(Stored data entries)
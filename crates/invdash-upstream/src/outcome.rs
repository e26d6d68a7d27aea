//! Three-way result type returned at every service boundary.
//!
//! A dashboard needs to tell "the catalog is really empty" apart from "the
//! upstream API is down" and from "the payload had a shape we do not know".
//! [`Fetched`] keeps those paths distinct; callers that only want the old
//! "show nothing" behaviour can collapse it with
//! [`Fetched::into_data_or_default`].

use crate::error::UpstreamError;

/// Why an operation produced no data without failing.
#[derive(Debug, Clone, Copy, PartialEq, Eq)]
pub enum EmptyReason {
    /// No base URL or token; no request was made.
    NotConfigured,
    /// The payload had a recognized container holding zero records.
    NoRecords,
    /// The payload matched none of the known container shapes.
    UnrecognizedShape,
}

#[derive(Debug)]
pub enum Fetched<T> {
    Data(T),
    /// A multi-request operation failed part way; `data` holds what was
    /// gathered before `error`.
    Partial { data: T, error: UpstreamError },
    Empty(EmptyReason),
    Failed(UpstreamError),
}

impl<T> Fetched<T> {
    /// Borrow the payload of `Data` or `Partial`.
    #[must_use]
    pub fn data(&self) -> Option<&T> {
        match self {
            Self::Data(data) | Self::Partial { data, .. } => Some(data),
            Self::Empty(_) | Self::Failed(_) => None,
        }
    }

    /// The upstream error carried by `Partial` or `Failed`.
    #[must_use]
    pub fn error(&self) -> Option<&UpstreamError> {
        match self {
            Self::Partial { error, .. } | Self::Failed(error) => Some(error),
            Self::Data(_) | Self::Empty(_) => None,
        }
    }

    /// `true` for `Partial` and `Failed`.
    #[must_use]
    pub fn is_degraded(&self) -> bool {
        self.error().is_some()
    }

    #[must_use]
    pub fn map<U, F>(self, f: F) -> Fetched<U>
    where
        F: FnOnce(T) -> U,
    {
        match self {
            Self::Data(data) => Fetched::Data(f(data)),
            Self::Partial { data, error } => Fetched::Partial {
                data: f(data),
                error,
            },
            Self::Empty(reason) => Fetched::Empty(reason),
            Self::Failed(error) => Fetched::Failed(error),
        }
    }
}

impl<T: Default> Fetched<T> {
    /// Collapse every non-data outcome into `T::default()`.
    #[must_use]
    pub fn into_data_or_default(self) -> T {
        match self {
            Self::Data(data) | Self::Partial { data, .. } => data,
            Self::Empty(_) | Self::Failed(_) => T::default(),
        }
    }
}
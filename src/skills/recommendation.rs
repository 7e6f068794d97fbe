use super::types::{Recommendation, SkillAssessment, SkillProfile};
use crate::config::settings::RecommendationSettings;
use crate::domain::{GameCatalog, GameCatalogEntry, SkillCategory};

/// Pick the next game for an actor from their profile.
///
/// `has_attempts` separates a fresh actor from one whose attempts all
/// scored zero or no longer map to a game.
pub fn recommend(
    profile: &SkillProfile,
    has_attempts: bool,
    catalog: &GameCatalog,
    settings: &RecommendationSettings,
) -> Recommendation {
    if !has_attempts {
        return Recommendation {
            dominant_category: SkillAssessment::NotYetDetermined,
            weakest_category: SkillAssessment::NotYetDetermined,
            recommended_game_id: catalog.first().game_id.clone(),
        };
    }

    let (dominant, _) = profile.strongest();
    let (weakest, _) = profile.weakest();
    let game = find_training_game(catalog, weakest, settings.weight_threshold)
        .unwrap_or_else(|| catalog.first());

    Recommendation {
        dominant_category: SkillAssessment::Category(dominant),
        weakest_category: SkillAssessment::Category(weakest),
        recommended_game_id: game.game_id.clone(),
    }
}

/// First game in catalog order that weighs `category` at least `threshold`.
pub fn find_training_game(
    catalog: &GameCatalog,
    category: SkillCategory,
    threshold: f64,
) -> Option<&GameCatalogEntry> {
    catalog
        .iter()
        .find(|game| game.weight_for(category).is_some_and(|weight| weight >= threshold))
}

**Work required**.
Return every line of the preceding records in which the word "SkillAssessment" appears.

**Response box**.
use super::types::{Recommendation, SkillAssessment, SkillProfile};
            dominant_category: SkillAssessment::NotYetDetermined,
            weakest_category: SkillAssessment::NotYetDetermined,
        dominant_category: SkillAssessment::Category(dominant),
        weakest_category: SkillAssessment::Category(weakest),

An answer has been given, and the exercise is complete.